The key to understanding this history—and therefore all of Scripture, is to see it as one continuing story. The individual stories ought not to be viewed as isolated accounts stripped of their larger context. Neither should they be viewed as moralistic tales that help little Johnny and Suzzie to be good little boys and girls.
One of the great enemies of Christ over the years has been the many children’s Sunday School classes that have gutted the Scripture’s stories of their real value. Children grow up learning about Noah, Joseph, Jonah, and Daniel, but they never learn the significance of Noah, Joseph, Jonah, and Daniel. Even many pulpits have done a great disservice to Christ because the OT narratives have not been read in light of the purpose they serve in the larger narrative of God’s unfolding redemption.
What’s more, the average evangelical—who holds tenaciously to the inspiration and inerrancy of Scripture, has often done (unintentional) damage to his understanding of Biblical truth by his own faithful reading of Scripture. As he opens the Scripture to read, he picks a passage here or there. One day he reads from a gospel. The next day a Psalm. Then he highlights a few charming verses of Isaiah (after skipping a bunch of tedious sections dealing with foreign nations he knows nothing about).
Such a reading plan will never grasp the continuity of Scripture. Couple this with his reading for the purpose of a personal pep or boost of “inspiration,” and you will find that the Scriptures have been mutilated more than studied. The Bible simply becomes a heap of kindling for giving you the occasional warm fuzzy, and the God of the Bible becomes something of a “genie in the book” as the reader hopes to find personal fulfillment by its pages.
In contrast to this segmented and disorderly (not to mention blasphemous) approach to Scripture stands the drama of God’s pursuit of his people in and through his Son. The Bible should be seen as a coherent whole; a cohesion of stories that tell of redemption and faith.
SG DeGraaf might have hit it most poignantly when he titled his 4 volume devotional Bible overview “Promise and Deliverance.” From Genesis to Revelation a single line of thought is drawn out and unfolded. The thread of God’s promise to save pulls each story together to express the single tale of a great deliverance of sinners.
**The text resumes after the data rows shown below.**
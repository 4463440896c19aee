//! Shared sentiment vocabulary across heterogeneous model outputs

use serde::{Deserialize, Serialize};
use std::fmt;

/// Sentiment label after normalization.
///
/// Models emit different spellings ("LABEL_0", "NEG", "negative"); voting only
/// works once they share this vocabulary. Unknown labels pass through as
/// [`SentimentLabel::Other`] so an unfamiliar model never crashes a request.
#[derive(Debug, Clone, PartialEq, Eq, Hash, Serialize, Deserialize)]
#[serde(into = "String", from = "String")]
pub enum SentimentLabel {
    Positive,
    Negative,
    Neutral,
    Other(String),
}

impl SentimentLabel {
    /// Map a model-specific label onto the shared vocabulary.
    ///
    /// Case-insensitive and total.
    pub fn normalize(raw: &str) -> Self {
        match raw.to_lowercase().as_str() {
            "positive" | "pos" | "label_2" => SentimentLabel::Positive,
            "negative" | "neg" | "label_0" => SentimentLabel::Negative,
            "neutral" | "label_1" => SentimentLabel::Neutral,
            _ => SentimentLabel::Other(capitalize_first(raw)),
        }
    }

    pub fn as_str(&self) -> &str {
        match self {
            SentimentLabel::Positive => "Positive",
            SentimentLabel::Negative => "Negative",
            SentimentLabel::Neutral => "Neutral",
            SentimentLabel::Other(label) => label,
        }
    }
}

impl fmt::Display for SentimentLabel {
    fn fmt(&self, f: &mut fmt::Formatter<'_>) -> fmt::Result {
        f.write_str(self.as_str())
    }
}

impl From<SentimentLabel> for String {
    fn from(label: SentimentLabel) -> Self {
        label.as_str().to_string()
    }
}

impl From<String> for SentimentLabel {
    fn from(raw: String) -> Self {
        SentimentLabel::normalize(&raw)
    }
}

/// Upper-case the first character, leave the rest unchanged.
fn capitalize_first(raw: &str) -> String {
    let mut chars = raw.chars();
    match chars.next() {
        Some(first) => first.to_uppercase().chain(chars).collect(),
        None => String::new(),
    }
}

#[cfg(test)]
mod tests {
    use super::*;

    #[test]
    fn test_known_vocabularies() {
        assert_eq!(SentimentLabel::normalize("POSITIVE"), SentimentLabel::Positive);
        assert_eq!(SentimentLabel::normalize("pos"), SentimentLabel::Positive);
        assert_eq!(SentimentLabel::normalize("LABEL_2"), SentimentLabel::Positive);
        assert_eq!(SentimentLabel::normalize("Neg"), SentimentLabel::Negative);
        assert_eq!(SentimentLabel::normalize("neutral"), SentimentLabel::Neutral);
        assert_eq!(SentimentLabel::normalize("Label_1"), SentimentLabel::Neutral);
    }

    #[test]
    fn test_label_0_case_insensitive() {
        assert_eq!(
            SentimentLabel::normalize("LABEL_0"),
            SentimentLabel::normalize("label_0")
        );
        assert_eq!(SentimentLabel::normalize("LABEL_0").as_str(), "Negative");
    }

    #[test]
    fn test_unknown_label_passthrough() {
        assert_eq!(
            SentimentLabel::normalize("mixed_FEELINGS"),
            SentimentLabel::Other("Mixed_FEELINGS".to_string())
        );
        assert_eq!(SentimentLabel::normalize("LABEL_3").as_str(), "LABEL_3");
        assert_eq!(SentimentLabel::normalize("").as_str(), "");
    }

    #[test]
    fn test_serializes_as_plain_string() {
        let json = serde_json::to_string(&SentimentLabel::Positive).unwrap();
        assert_eq!(json, "\"Positive\"");

        let label: SentimentLabel = serde_json::from_str("\"neg\"").unwrap();
        assert_eq!(label, SentimentLabel::Negative);
    }
}
//! Multi-model inference engine for sentiment classification

use crate::config::AppConfig;
use crate::error::ClassifyError;
use crate::models::aggregator::VoteAggregator;
use crate::models::loader::ModelLoader;
use crate::models::pool::{ModelPool, PrimaryStatus};
use crate::normalizer::TextNormalizer;
use crate::types::prediction::{EnsembleResult, NormalizedPrediction};
use crate::types::record::SentimentRecord;
use anyhow::Result;
use std::sync::atomic::{AtomicBool, Ordering};
use tracing::{debug, error, info};

/// Outcome of one model for one request
#[derive(Debug, Clone)]
pub struct ModelOutcome {
    /// Model name
    pub model: String,
    /// Normalized vote, or the reason the model was excluded
    pub result: std::result::Result<NormalizedPrediction, String>,
}

/// Result of model inference
#[derive(Debug, Clone)]
pub struct PredictionResult {
    /// Ensemble answer
    pub ensemble: EnsembleResult,
    /// Per-model outcomes in invocation order
    pub outcomes: Vec<ModelOutcome>,
}

impl PredictionResult {
    /// Votes that took part in the ensemble
    pub fn predictions(&self) -> Vec<NormalizedPrediction> {
        self.outcomes
            .iter()
            .filter_map(|o| o.result.as_ref().ok().cloned())
            .collect()
    }

    /// Names of models excluded from this request
    pub fn failed_models(&self) -> Vec<&str> {
        self.outcomes
            .iter()
            .filter(|o| o.result.is_err())
            .map(|o| o.model.as_str())
            .collect()
    }

    /// Whether every participating model voted for the same label
    pub fn is_unanimous(&self) -> bool {
        let mut labels = self.outcomes.iter().filter_map(|o| o.result.as_ref().ok());
        match labels.next() {
            Some(first) => labels.all(|p| p.label == first.label),
            None => false,
        }
    }

    /// Convert to a log record for the submitted text
    pub fn to_record(&self, text: &str) -> SentimentRecord {
        SentimentRecord::new(
            text.to_string(),
            self.ensemble.label.to_string(),
            self.ensemble.confidence,
        )
    }
}

/// Normalizer, model pool and aggregator wired together
pub struct InferenceEngine {
    normalizer: TextNormalizer,
    pool: ModelPool,
    aggregator: VoteAggregator,
    closed: AtomicBool,
}

impl InferenceEngine {
    /// Create a new inference engine from configuration
    pub fn new(config: &AppConfig) -> Result<Self> {
        let mut loader = ModelLoader::from_config(&config.models);
        let pool = ModelPool::load(&config.models.entries, &mut loader)?;

        info!(
            models = ?pool.model_names(),
            primary = ?pool.primary_model(),
            degraded = pool.is_degraded(),
            "Inference engine initialized"
        );

        Ok(Self::from_pool(pool))
    }

    /// Create an inference engine over an already loaded pool
    pub fn from_pool(pool: ModelPool) -> Self {
        Self {
            normalizer: TextNormalizer::new(),
            pool,
            aggregator: VoteAggregator::new(),
            closed: AtomicBool::new(false),
        }
    }

    /// Classify text, returning only the ensemble answer
    pub fn classify(&self, text: &str) -> std::result::Result<EnsembleResult, ClassifyError> {
        self.predict(text).map(|p| p.ensemble)
    }

    /// Normalize the text, run every model, and vote
    pub fn predict(&self, text: &str) -> std::result::Result<PredictionResult, ClassifyError> {
        if self.closed.load(Ordering::Acquire) {
            return Err(ClassifyError::ShuttingDown);
        }
        if self.pool.is_empty() {
            return Err(ClassifyError::NoModelAvailable);
        }

        let normalized = self.normalizer.normalize(text);
        let outcomes = self.run_models(&normalized);

        let predictions: Vec<NormalizedPrediction> = outcomes
            .iter()
            .filter_map(|o| o.result.as_ref().ok().cloned())
            .collect();

        let ensemble = self
            .aggregator
            .aggregate(&predictions)
            .ok_or(ClassifyError::AllModelsFailed {
                attempted: outcomes.len(),
            })?;

        debug!(
            label = %ensemble.label,
            confidence = ensemble.confidence,
            votes = predictions.len(),
            models = outcomes.len(),
            "Ensemble inference complete"
        );

        Ok(PredictionResult { ensemble, outcomes })
    }

    /// Run every model sequentially on already-normalized text
    fn run_models(&self, text: &str) -> Vec<ModelOutcome> {
        self.pool
            .entries()
            .iter()
            .map(|entry| {
                let result = entry
                    .model
                    .predict(text)
                    .and_then(|raw| {
                        if raw.score.is_finite() && (0.0..=1.0).contains(&raw.score) {
                            Ok(raw.normalize())
                        } else {
                            Err(anyhow::anyhow!("score {} outside [0, 1]", raw.score))
                        }
                    })
                    .map_err(|e| {
                        error!(model = %entry.name, error = %e, "Model inference failed");
                        e.to_string()
                    });

                ModelOutcome {
                    model: entry.name.clone(),
                    result,
                }
            })
            .collect()
    }

    /// Get the number of loaded models
    pub fn model_count(&self) -> usize {
        self.pool.len()
    }

    /// Get loaded model names
    pub fn model_names(&self) -> Vec<String> {
        self.pool.model_names()
    }

    pub fn primary_model(&self) -> Option<&str> {
        self.pool.primary_model()
    }

    pub fn primary_status(&self) -> PrimaryStatus {
        self.pool.primary_status()
    }

    pub fn is_degraded(&self) -> bool {
        self.pool.is_degraded()
    }

    /// Stop accepting requests; later calls fail with `ShuttingDown`
    pub fn close(&self) {
        if !self.closed.swap(true, Ordering::AcqRel) {
            info!("Inference engine closed to new requests");
        }
    }

    pub fn is_closed(&self) -> bool {
        self.closed.load(Ordering::Acquire)
    }

    /// Close and release the model pool
    pub fn shutdown(self) {
        self.close();
        self.pool.shutdown();
    }
}

#[cfg(test)]
mod tests {
    use super::*;
    use crate::config::ModelConfig;
    use crate::models::labels::SentimentLabel;
    use crate::models::SentimentModel;
    use crate::types::prediction::RawPrediction;
    use anyhow::anyhow;
    use std::sync::{Arc, Mutex};

    enum Behaviour {
        Answer(&'static str, f64),
        Fail,
    }

    struct ScriptedModel {
        behaviour: Behaviour,
        seen: Arc<Mutex<Vec<String>>>,
    }

    impl SentimentModel for ScriptedModel {
        fn predict(&self, text: &str) -> anyhow::Result<RawPrediction> {
            self.seen.lock().unwrap().push(text.to_string());
            match self.behaviour {
                Behaviour::Answer(label, score) => Ok(RawPrediction::new(label, score)),
                Behaviour::Fail => Err(anyhow!("model crashed")),
            }
        }
    }

    fn engine(models: Vec<(&'static str, Behaviour)>) -> (InferenceEngine, Arc<Mutex<Vec<String>>>) {
        let seen = Arc::new(Mutex::new(Vec::new()));
        let configs: Vec<ModelConfig> = models.iter().map(|(n, _)| ModelConfig::lexicon(n)).collect();
        let mut behaviours: Vec<Behaviour> = models.into_iter().map(|(_, b)| b).collect();
        behaviours.reverse();

        let pool = ModelPool::load_with(&configs, |_| {
            let behaviour = behaviours.pop().ok_or_else(|| anyhow!("no behaviour"))?;
            Ok(Box::new(ScriptedModel {
                behaviour,
                seen: seen.clone(),
            }) as Box<dyn SentimentModel>)
        })
        .unwrap();

        (InferenceEngine::from_pool(pool), seen)
    }

    #[test]
    fn test_single_model_unchanged() {
        let (engine, _) = engine(vec![("only", Behaviour::Answer("LABEL_1", 0.64))]);
        let result = engine.classify("meh").unwrap();

        assert_eq!(result.label, SentimentLabel::Neutral);
        assert_eq!(result.confidence, 0.64);
    }

    #[test]
    fn test_unanimous_across_vocabularies() {
        let (engine, _) = engine(vec![
            ("distilbert", Behaviour::Answer("POSITIVE", 0.8)),
            ("roberta", Behaviour::Answer("LABEL_2", 0.9)),
        ]);
        let prediction = engine.predict("love it").unwrap();

        assert_eq!(prediction.ensemble.label, SentimentLabel::Positive);
        assert!((prediction.ensemble.confidence - 0.935).abs() < 1e-9);
        assert!(prediction.is_unanimous());
    }

    #[test]
    fn test_split_vote() {
        let (engine, _) = engine(vec![
            ("a", Behaviour::Answer("positive", 0.9)),
            ("b", Behaviour::Answer("negative", 0.95)),
            ("c", Behaviour::Answer("pos", 0.6)),
        ]);
        let prediction = engine.predict("it's complicated").unwrap();

        assert_eq!(prediction.ensemble.label, SentimentLabel::Positive);
        assert!((prediction.ensemble.confidence - 0.75).abs() < 1e-9);
        assert!(!prediction.is_unanimous());
    }

    #[test]
    fn test_partial_failure_tolerated() {
        let (engine, _) = engine(vec![
            ("broken", Behaviour::Fail),
            ("working", Behaviour::Answer("neg", 0.7)),
        ]);
        let prediction = engine.predict("awful").unwrap();

        assert_eq!(prediction.ensemble.label, SentimentLabel::Negative);
        assert_eq!(prediction.ensemble.confidence, 0.7);
        assert_eq!(prediction.failed_models(), vec!["broken"]);
        assert_eq!(prediction.predictions().len(), 1);
    }

    #[test]
    fn test_all_models_failed() {
        let (engine, _) = engine(vec![("a", Behaviour::Fail), ("b", Behaviour::Fail)]);

        assert_eq!(
            engine.classify("anything"),
            Err(ClassifyError::AllModelsFailed { attempted: 2 })
        );
    }

    #[test]
    fn test_invalid_score_excluded() {
        let (engine, _) = engine(vec![
            ("overconfident", Behaviour::Answer("positive", 1.7)),
            ("nan", Behaviour::Answer("positive", f64::NAN)),
            ("sane", Behaviour::Answer("negative", 0.6)),
        ]);
        let prediction = engine.predict("hmm").unwrap();

        assert_eq!(prediction.ensemble.label, SentimentLabel::Negative);
        assert_eq!(prediction.failed_models(), vec!["overconfident", "nan"]);
    }

    #[test]
    fn test_models_see_normalized_text() {
        let (engine, seen) = engine(vec![
            ("a", Behaviour::Answer("positive", 0.9)),
            ("b", Behaviour::Answer("positive", 0.9)),
        ]);
        engine.classify("  I   can't believe it!!! ").unwrap();

        let seen = seen.lock().unwrap();
        assert_eq!(seen.len(), 2);
        assert!(seen.iter().all(|t| t == "I can not believe it!"));
    }

    #[test]
    fn test_closed_engine_rejects() {
        let (engine, _) = engine(vec![("a", Behaviour::Answer("positive", 0.9))]);
        engine.close();

        assert!(engine.is_closed());
        assert_eq!(engine.classify("hi"), Err(ClassifyError::ShuttingDown));
        engine.shutdown();
    }

    #[test]
    fn test_engine_from_default_config() {
        let engine = InferenceEngine::new(&AppConfig::default()).unwrap();

        assert_eq!(engine.model_names(), vec!["lexicon"]);
        assert_eq!(engine.primary_status(), PrimaryStatus::Loaded);

        let result = engine.classify("This is not good at all").unwrap();
        assert_eq!(result.label, SentimentLabel::Negative);
    }

    #[test]
    fn test_record_from_prediction() {
        let (engine, _) = engine(vec![("a", Behaviour::Answer("positive", 0.9))]);
        let prediction = engine.predict("great").unwrap();
        let record = prediction.to_record("great");

        assert_eq!(record.text, "great");
        assert_eq!(record.label, "Positive");
        assert_eq!(record.confidence, 0.9);
    }
}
We only need to look at the beginning and end of the Bible to see the overarching reality of this super- narrative. The Bible begins in a garden, but it ends in a city. It begins with a heave of sorrow as man is plunged into sin. But it ends with exultation as a host that no one can number cannot ever shed a tear again. It begins with two people being cast out from the face of God, but it ends with their descendants returning to their paradisiacal home to never be separated from Him again.
What we see in those bookends is knit together by everything in between. Capturing this flow is essential to biblical interpretation and, most of all, personal edification. When this line of thought is carried through the Scripture and the individual parts begin to congeal with the larger narrative, God begins to speak. No longer is it the “genie in the book” but it is the eternal God who is seeking and saving man.
Admittedly, this is no small task. There will certainly be some stories that remain mysterious. But the overall message will nevertheless be heard.